#### Task to complete
Return every line of the listing that includes the string "email".
• • • • • • •
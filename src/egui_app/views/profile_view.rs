use eframe::egui;

use crate::egui_app::controllers::{Access, Event, ProfileEvent};
use crate::egui_app::state::AppState;
use crate::egui_app::theme::{colors, styles};

pub fn render(ui: &mut egui::Ui, state: &mut AppState) {
    styles::heading(ui, "Profile");

    let Access::Authenticated(profile) = &state.controllers.profile else {
        super::render_login_prompt(ui, state, "your profile");
        return;
    };
    let mut events = Vec::new();

    if !profile.email.is_empty() {
        ui.colored_label(colors::TEXT_SECONDARY, &profile.email);
        ui.add_space(8.0);
    }

    styles::card_frame().show(ui, |ui| {
        ui.set_width(ui.available_width());
        ui.label(egui::RichText::new("Your categories").strong());
        if profile.categories.is_empty() {
            ui.colored_label(colors::TEXT_SECONDARY, "None yet");
        }
        super::chips(ui, &profile.categories);
    });
    ui.add_space(8.0);

    styles::card_frame().show(ui, |ui| {
        ui.set_width(ui.available_width());
        ui.horizontal(|ui| {
            ui.colored_label(colors::TEXT_SECONDARY, "Add categories:");
            if let Some(category) = super::picker(ui, "profile_categories", "Choose a category", &profile.all_categories) {
                events.push(Event::Profile(ProfileEvent::CategoryPicked(category)));
            }
        });
        super::chips(ui, &profile.new_categories);
        ui.add_space(10.0);

        ui.horizontal(|ui| {
            let can_save = !profile.saving && !profile.new_categories.is_empty();
            if ui
                .add_enabled(can_save, egui::Button::new("Save").fill(colors::ACCENT))
                .clicked()
            {
                events.push(Event::Profile(ProfileEvent::SaveRequested));
            }
            if ui.button("Clear").clicked() {
                events.push(Event::Profile(ProfileEvent::Cleared));
            }
            if profile.saving {
                ui.spinner();
            }
        });
    });

    super::flush(state, events);
}
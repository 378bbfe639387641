//! Session Store
//!
//! Persists the bearer token and the cached user profile across restarts.
//! The backing storage is a [`KeyValueStore`]: [`MemoryStorage`] for tests
//! and throwaway sessions, [`FileStorage`] for the desktop app.
//!
//! ## Layout
//!
//! ```text
//! <storage_dir>/session.json
//! {
//!   "token": "<bearer token>",
//!   "user": "{\"email\":\"me@mail.com\",\"categories\":[...]}"
//! }
//! ```
//!
//! Values are plain strings; the user profile is stored JSON-encoded.

use std::collections::HashMap;
use std::fs;
use std::path::{Path, PathBuf};
use std::sync::{Arc, Mutex, MutexGuard};

use crate::shared::error::StorageError;
use crate::shared::models::User;

/// Key holding the bearer token
pub const TOKEN_KEY: &str = "token";

/// Key holding the JSON-encoded user profile
pub const USER_KEY: &str = "user";

/// Durable string key/value storage.
pub trait KeyValueStore: Send + Sync + std::fmt::Debug {
    fn get(&self, key: &str) -> Option<String>;
    fn set(&self, key: &str, value: &str) -> Result<(), StorageError>;
    fn remove(&self, key: &str) -> Result<(), StorageError>;
}

fn lock<T>(mutex: &Mutex<T>) -> MutexGuard<'_, T> {
    mutex.lock().unwrap_or_else(|poisoned| poisoned.into_inner())
}

/// In-memory storage for tests and sessions that should not outlive the process.
#[derive(Clone, Debug, Default)]
pub struct MemoryStorage {
    values: Arc<Mutex<HashMap<String, String>>>,
}

impl MemoryStorage {
    pub fn new() -> Self {
        Self::default()
    }
}

impl KeyValueStore for MemoryStorage {
    fn get(&self, key: &str) -> Option<String> {
        lock(&self.values).get(key).cloned()
    }

    fn set(&self, key: &str, value: &str) -> Result<(), StorageError> {
        lock(&self.values).insert(key.to_string(), value.to_string());
        Ok(())
    }

    fn remove(&self, key: &str) -> Result<(), StorageError> {
        lock(&self.values).remove(key);
        Ok(())
    }
}

/// File-backed storage: one JSON object rewritten on every change.
#[derive(Debug)]
pub struct FileStorage {
    path: PathBuf,
    // Serializes read-modify-write cycles.
    guard: Mutex<()>,
}

impl FileStorage {
    pub const FILENAME: &'static str = "session.json";

    /// Storage at `<dir>/session.json`. The directory is created on first write.
    pub fn in_dir(dir: &Path) -> Self {
        Self {
            path: dir.join(Self::FILENAME),
            guard: Mutex::new(()),
        }
    }

    pub fn path(&self) -> &Path {
        &self.path
    }

    fn read_all(&self) -> HashMap<String, String> {
        let contents = match fs::read_to_string(&self.path) {
            Ok(contents) => contents,
            Err(err) if err.kind() == std::io::ErrorKind::NotFound => return HashMap::new(),
            Err(err) => {
                tracing::warn!("cannot read {}: {}", self.path.display(), err);
                return HashMap::new();
            }
        };
        serde_json::from_str(&contents).unwrap_or_else(|err| {
            tracing::warn!("discarding corrupt session file {}: {}", self.path.display(), err);
            HashMap::new()
        })
    }

    fn write_all(&self, values: &HashMap<String, String>) -> Result<(), StorageError> {
        if let Some(parent) = self.path.parent() {
            fs::create_dir_all(parent)?;
        }
        let tmp = self.path.with_extension("json.tmp");
        fs::write(&tmp, serde_json::to_vec_pretty(values)?)?;
        fs::rename(&tmp, &self.path)?;
        Ok(())
    }
}

impl KeyValueStore for FileStorage {
    fn get(&self, key: &str) -> Option<String> {
        let _guard = lock(&self.guard);
        self.read_all().remove(key)
    }

    fn set(&self, key: &str, value: &str) -> Result<(), StorageError> {
        let _guard = lock(&self.guard);
        let mut values = self.read_all();
        values.insert(key.to_string(), value.to_string());
        self.write_all(&values)
    }

    fn remove(&self, key: &str) -> Result<(), StorageError> {
        let _guard = lock(&self.guard);
        let mut values = self.read_all();
        if values.remove(key).is_some() {
            self.write_all(&values)?;
        }
        Ok(())
    }
}

/// Point-in-time copy of the session, handed to controllers on mount.
#[derive(Debug, Clone, Default, PartialEq)]
pub struct Session {
    pub token: Option<String>,
    pub user: Option<User>,
}

impl Session {
    pub fn is_authenticated(&self) -> bool {
        self.token.is_some()
    }
}

/// Token and cached profile on top of a [`KeyValueStore`].
///
/// Clones share the same backing storage.
#[derive(Clone, Debug)]
pub struct SessionStore {
    storage: Arc<dyn KeyValueStore>,
    /// Bumped by every [`SessionStore::clear_session`].
    epoch: Arc<Mutex<u64>>,
}

impl SessionStore {
    pub fn new(storage: impl KeyValueStore + 'static) -> Self {
        Self {
            storage: Arc::new(storage),
            epoch: Arc::new(Mutex::new(0)),
        }
    }

    pub fn in_memory() -> Self {
        Self::new(MemoryStorage::new())
    }

    pub fn get_token(&self) -> Option<String> {
        self.storage.get(TOKEN_KEY).filter(|token| !token.is_empty())
    }

    pub fn set_token(&self, token: &str) -> Result<(), StorageError> {
        self.storage.set(TOKEN_KEY, token)
    }

    /// Number of times the session has been cleared.
    pub fn epoch(&self) -> u64 {
        *lock(&self.epoch)
    }

    /// Store `token` only if the session was not cleared since `epoch` was
    /// read. Returns whether the token was stored.
    pub fn set_token_since(&self, epoch: u64, token: &str) -> Result<bool, StorageError> {
        let current = lock(&self.epoch);
        if *current != epoch {
            return Ok(false);
        }
        self.storage.set(TOKEN_KEY, token)?;
        Ok(true)
    }

    /// Whether a token is present. Freshness is never checked.
    pub fn is_authenticated(&self) -> bool {
        self.get_token().is_some()
    }

    pub fn get_cached_user(&self) -> Option<User> {
        let raw = self.storage.get(USER_KEY)?;
        match serde_json::from_str(&raw) {
            Ok(user) => Some(user),
            Err(err) => {
                tracing::warn!("ignoring unreadable cached user: {}", err);
                None
            }
        }
    }

    pub fn set_cached_user(&self, user: &User) -> Result<(), StorageError> {
        let raw = serde_json::to_string(user)?;
        self.storage.set(USER_KEY, &raw)
    }

    /// Forget both the token and the cached profile.
    pub fn clear_session(&self) -> Result<(), StorageError> {
        let mut epoch = lock(&self.epoch);
        *epoch += 1;
        self.storage.remove(TOKEN_KEY)?;
        self.storage.remove(USER_KEY)?;
        tracing::info!("session cleared");
        Ok(())
    }

    pub fn snapshot(&self) -> Session {
        Session {
            token: self.get_token(),
            user: self.get_cached_user(),
        }
    }
}
use std::path::PathBuf;

use crate::shared::config::{AppConfig, AppConfigBuilder, ConfigError};

/// Default server URL
const DEFAULT_SERVER_URL: &str = "http://localhost:8000";

/// Environment variable overriding the server URL
pub const SERVER_URL_ENV: &str = "RUTAFY_API_URL";

/// Environment variable overriding the session storage directory
pub const STORAGE_DIR_ENV: &str = "RUTAFY_STORAGE_DIR";

/// Application configuration wrapper.
///
/// Layers, lowest first: built-in defaults, `rutafy.toml` in the user's
/// config directory, environment variables.
#[derive(Debug, Clone, Default)]
pub struct Config {
    app: AppConfig,
}

impl Config {
    /// Create a new configuration with default values
    pub fn new() -> Self {
        Self::default()
    }

    /// Read the config file and the environment.
    pub fn load() -> Result<Self, ConfigError> {
        let file = match config_file_path() {
            Some(path) => AppConfig::load(&path)?,
            None => AppConfig::default(),
        };

        let mut env = AppConfig::builder();
        if let Ok(url) = std::env::var(SERVER_URL_ENV) {
            env = env.server_url(url);
        }
        if let Ok(dir) = std::env::var(STORAGE_DIR_ENV) {
            env = env.storage_dir(dir);
        }

        Ok(Self {
            app: file.merge(env.build()?),
        })
    }

    pub fn with_builder(builder: AppConfigBuilder) -> Result<Self, ConfigError> {
        let app = builder.build()?;
        Ok(Self { app })
    }

    pub fn server_url(&self) -> &str {
        self.app.server_url.as_deref().unwrap_or(DEFAULT_SERVER_URL)
    }

    /// Directory for `session.json`; `None` when no platform data directory exists.
    pub fn storage_dir(&self) -> Option<PathBuf> {
        self.app
            .storage_dir
            .clone()
            .or_else(|| dirs::data_dir().map(|dir| dir.join("rutafy")))
    }
}

fn config_file_path() -> Option<PathBuf> {
    dirs::config_dir().map(|dir| dir.join("rutafy").join(AppConfig::filename()))
}

#[cfg(test)]
mod tests {
    use super::*;

    #[test]
    fn test_config_new() {
        let config = Config::new();
        assert_eq!(config.server_url(), "http://localhost:8000");
    }

    #[test]
    fn test_with_builder() {
        let config = Config::with_builder(
            AppConfig::builder()
                .server_url("https://routes.example.org/")
                .storage_dir("/tmp/rutafy-test"),
        )
        .unwrap();
        assert_eq!(config.server_url(), "https://routes.example.org");
        assert_eq!(config.storage_dir(), Some(PathBuf::from("/tmp/rutafy-test")));
    }

    #[test]
    fn test_with_builder_invalid_url() {
        let result = Config::with_builder(AppConfig::builder().server_url("not a url"));
        assert!(result.is_err());
    }
}
//! Navigation Shell
//!
//! Maps paths to screens. The menu order is the order of [`Screen::MENU`].

/// A screen of the application.
#[derive(Debug, Clone, Copy, Default, PartialEq, Eq, Hash)]
pub enum Screen {
    #[default]
    Home,
    Search,
    Add,
    Favourites,
    Profile,
    Statistics,
    Login,
}

impl Screen {
    pub const MENU: [Screen; 7] = [
        Screen::Home,
        Screen::Search,
        Screen::Add,
        Screen::Favourites,
        Screen::Profile,
        Screen::Statistics,
        Screen::Login,
    ];

    pub fn path(self) -> &'static str {
        match self {
            Screen::Home => "/",
            Screen::Search => "/search",
            Screen::Add => "/add",
            Screen::Favourites => "/favourites",
            Screen::Profile => "/profile",
            Screen::Statistics => "/stats",
            Screen::Login => "/login",
        }
    }

    /// Exact path match; a `#` prefix (hash routing) is accepted.
    pub fn from_path(path: &str) -> Option<Screen> {
        let path = path.strip_prefix('#').unwrap_or(path);
        let path = if path.is_empty() { "/" } else { path };
        let path = if path.starts_with('/') {
            path.to_string()
        } else {
            format!("/{}", path)
        };
        Self::MENU.into_iter().find(|s| s.path() == path)
    }

    /// Resolve a path, falling back to Home for unknown paths.
    pub fn resolve(path: &str) -> Screen {
        Self::from_path(path).unwrap_or_else(|| {
            tracing::debug!("unknown path {:?}, showing home", path);
            Screen::Home
        })
    }

    pub fn label(self) -> &'static str {
        match self {
            Screen::Home => "Home",
            Screen::Search => "Search",
            Screen::Add => "Add",
            Screen::Favourites => "Favourites",
            Screen::Profile => "Profile",
            Screen::Statistics => "Statistics",
            Screen::Login => "Login",
        }
    }

    /// One-line description shown on the home cards.
    pub fn description(self) -> &'static str {
        match self {
            Screen::Home => "Start page",
            Screen::Search => "Search touristic routes according to your interests and time",
            Screen::Add => "Add a custom route to your favourites",
            Screen::Favourites => "Explore the routes that you marked as favourites",
            Screen::Profile => "Update your default search preferences",
            Screen::Statistics => "See statistics about your favourite routes",
            Screen::Login => "Create an account, log in or log out",
        }
    }

    /// Screens whose content needs a session token.
    pub fn requires_login(self) -> bool {
        matches!(
            self,
            Screen::Add | Screen::Favourites | Screen::Profile | Screen::Statistics
        )
    }
}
• • • • • • •
#### Result for this task
    if !profile.email.is_empty() {
        ui.colored_label(colors::TEXT_SECONDARY, &profile.email);
//!   "user": "{\"email\":\"me@mail.com\",\"categories\":[...]}"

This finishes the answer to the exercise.